Find and copy the lines in the records beneath this task that contain the word "assigned".

(Records contained in a dataset)
....................
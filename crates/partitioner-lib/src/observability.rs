//! Observability infrastructure for the partitioning planner
//!
//! Provides:
//! - Prometheus metrics (plan latency, outcomes, GPUs searched and changed, oracle calls)
//! - Structured JSON logging with tracing

use prometheus::{
    register_histogram, register_int_counter, register_int_counter_vec, Histogram, IntCounter,
    IntCounterVec,
};
use std::sync::OnceLock;
use tracing::{info, warn};

/// Histogram buckets for planning passes (in seconds)
const PLAN_BUCKETS: &[f64] = &[
    0.001, 0.005, 0.01, 0.025, 0.05, 0.1, 0.25, 0.5, 1.0, 2.5, 5.0, 10.0, 30.0,
];

/// Global metrics instance (registered once)
static GLOBAL_METRICS: OnceLock<PlannerMetricsInner> = OnceLock::new();

struct PlannerMetricsInner {
    plan_duration_seconds: Histogram,
    plans_total: IntCounterVec,
    gpus_searched: IntCounter,
    gpus_repartitioned: IntCounter,
    oracle_calls: IntCounterVec,
    pods_admitted: IntCounter,
}

impl PlannerMetricsInner {
    fn new() -> Self {
        Self {
            plan_duration_seconds: register_histogram!(
                "mig_partitioner_plan_duration_seconds",
                "Time spent computing a partitioning plan",
                PLAN_BUCKETS.to_vec()
            )
            .expect("Failed to register plan_duration_seconds"),

            plans_total: register_int_counter_vec!(
                "mig_partitioner_plans_total",
                "Planning passes by outcome",
                &["outcome"]
            )
            .expect("Failed to register plans_total"),

            gpus_searched: register_int_counter!(
                "mig_partitioner_gpus_searched_total",
                "GPUs whose candidate geometries were scored"
            )
            .expect("Failed to register gpus_searched_total"),

            gpus_repartitioned: register_int_counter!(
                "mig_partitioner_gpus_repartitioned_total",
                "GPUs assigned a geometry different from their current one"
            )
            .expect("Failed to register gpus_repartitioned_total"),

            oracle_calls: register_int_counter_vec!(
                "mig_partitioner_oracle_calls_total",
                "Admission oracle invocations by phase",
                &["phase"]
            )
            .expect("Failed to register oracle_calls_total"),

            pods_admitted: register_int_counter!(
                "mig_partitioner_pods_admitted_total",
                "Candidate pods satisfied by returned plans"
            )
            .expect("Failed to register pods_admitted_total"),
        }
    }
}

/// Outcome label values for `mig_partitioner_plans_total`
pub mod outcome {
    pub const SUCCESS: &str = "success";
    pub const CANCELLED: &str = "cancelled";
    pub const FAILED: &str = "failed";
}

/// Phase label values for `mig_partitioner_oracle_calls_total`
pub mod phase {
    pub const PRE_FILTER: &str = "pre_filter";
    pub const FILTER: &str = "filter";
}

/// Planner metrics for Prometheus exposition
///
/// A lightweight handle to the global metrics instance. Clones share the
/// same underlying metrics.
#[derive(Clone)]
pub struct PlannerMetrics {
    _private: (),
}

impl Default for PlannerMetrics {
    fn default() -> Self {
        Self::new()
    }
}

impl PlannerMetrics {
    pub fn new() -> Self {
        GLOBAL_METRICS.get_or_init(PlannerMetricsInner::new);
        Self { _private: () }
    }

    fn inner(&self) -> &PlannerMetricsInner {
        GLOBAL_METRICS.get().expect("Metrics not initialized")
    }

    pub fn observe_plan_duration(&self, duration_secs: f64) {
        self.inner().plan_duration_seconds.observe(duration_secs);
    }

    pub fn inc_plans(&self, outcome: &str) {
        self.inner().plans_total.with_label_values(&[outcome]).inc();
    }

    pub fn inc_gpus_searched(&self) {
        self.inner().gpus_searched.inc();
    }

    pub fn add_gpus_repartitioned(&self, count: u64) {
        self.inner().gpus_repartitioned.inc_by(count);
    }

    pub fn inc_oracle_calls(&self, phase: &str) {
        self.inner().oracle_calls.with_label_values(&[phase]).inc();
    }

    pub fn add_pods_admitted(&self, count: u64) {
        self.inner().pods_admitted.inc_by(count);
    }
}

/// Structured logger for planner events
#[derive(Clone)]
pub struct StructuredLogger {
    instance: String,
}

impl StructuredLogger {
    pub fn new(instance: impl Into<String>) -> Self {
        Self {
            instance: instance.into(),
        }
    }

    pub fn log_plan_started(&self, nodes: usize, gpus: usize, pods: usize, groups: usize) {
        info!(
            event = "plan_started",
            instance = %self.instance,
            nodes = nodes,
            gpus = gpus,
            candidate_pods = pods,
            demand_groups = groups,
            "Planning pass started"
        );
    }

    pub fn log_gpu_repartitioned(
        &self,
        node: &str,
        gpu_index: u32,
        from: &str,
        to: &str,
        admitted_pods: usize,
    ) {
        info!(
            event = "gpu_repartitioned",
            instance = %self.instance,
            node = %node,
            gpu_index = gpu_index,
            from = %from,
            to = %to,
            admitted_pods = admitted_pods,
            "GPU assigned a new geometry"
        );
    }

    pub fn log_plan_completed(&self, nodes: usize, changed_gpus: usize, admitted_pods: usize, duration_ms: u128) {
        info!(
            event = "plan_completed",
            instance = %self.instance,
            nodes = nodes,
            changed_gpus = changed_gpus,
            admitted_pods = admitted_pods,
            duration_ms = duration_ms as u64,
            "Planning pass completed"
        );
    }

    pub fn log_plan_cancelled(&self, reason: &str, finalized_gpus: usize) {
        warn!(
            event = "plan_cancelled",
            instance = %self.instance,
            reason = %reason,
            finalized_gpus = finalized_gpus,
            "Planning pass stopped early, result is partial"
        );
    }

    pub fn log_plan_failed(&self, error: &str) {
        warn!(
            event = "plan_failed",
            instance = %self.instance,
            error = %error,
            "Planning pass failed"
        );
    }

    pub fn log_startup(&self, version: &str, catalog_models: usize) {
        info!(
            event = "partitioner_started",
            instance = %self.instance,
            version = %version,
            catalog_models = catalog_models,
            "MIG partitioner started"
        );
    }

    pub fn log_shutdown(&self, reason: &str) {
        info!(
            event = "partitioner_shutdown",
            instance = %self.instance,
            reason = %reason,
            "MIG partitioner shutting down"
        );
    }
}
//! Request a partitioning plan from the service

use anyhow::Result;
use std::path::Path;
use tabled::Tabled;

use crate::client::{ApiClient, PlanRequest, PlanResponse};
use crate::input::{read_objects, read_optional};
use crate::output::{color_state, format_geometry, print_info, print_json, print_success, print_table, OutputFormat};

/// Row for the planned layout table
#[derive(Tabled, serde::Serialize)]
struct PlanRow {
    #[tabled(rename = "Node")]
    node: String,
    #[tabled(rename = "GPU")]
    gpu: u32,
    #[tabled(rename = "Geometry")]
    geometry: String,
    #[tabled(rename = "Action")]
    action: String,
}

fn plan_rows(response: &PlanResponse) -> Vec<PlanRow> {
    response
        .plan
        .nodes()
        .flat_map(|node| {
            node.gpus.iter().map(move |gpu| {
                let changed = response
                    .changes
                    .iter()
                    .any(|c| c.node_name == node.node_name && c.gpu_index == gpu.gpu_index);
                PlanRow {
                    node: node.node_name.clone(),
                    gpu: gpu.gpu_index,
                    geometry: format_geometry(&gpu.resources),
                    action: color_state(if changed { "repartition" } else { "unchanged" }),
                }
            })
        })
        .collect()
}

/// Post the cluster state to the service and print the resulting plan
pub async fn run_plan(
    client: &ApiClient,
    nodes: &Path,
    pods: &Path,
    scheduled: Option<&Path>,
    timeout_secs: Option<u64>,
    format: OutputFormat,
) -> Result<()> {
    let request = PlanRequest {
        nodes: read_objects(nodes)?,
        scheduled_pods: read_optional(scheduled)?,
        candidate_pods: read_objects(pods)?,
        timeout_secs,
    };

    let response = client.plan(&request).await?;

    match format {
        OutputFormat::Json => print_json(&response),
        OutputFormat::Table => {
            print_table(&plan_rows(&response), format);
            for change in &response.changes {
                println!(
                    "  {}/{} ({}): {} -> {}",
                    change.node_name,
                    change.gpu_index,
                    change.model,
                    format_geometry(&change.from),
                    format_geometry(&change.to)
                );
            }
            if response.changes.is_empty() {
                print_info("No GPU needs repartitioning");
            } else {
                print_success(&format!(
                    "{} GPU(s) to repartition, plan generated at {}",
                    response.changes.len(),
                    response.generated_at.format("%Y-%m-%d %H:%M:%S UTC")
                ));
            }
        }
    }

    Ok(())
}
....................
**WRITTEN REPLY:**
                "GPUs assigned a geometry different from their current one"
            "GPU assigned a new geometry"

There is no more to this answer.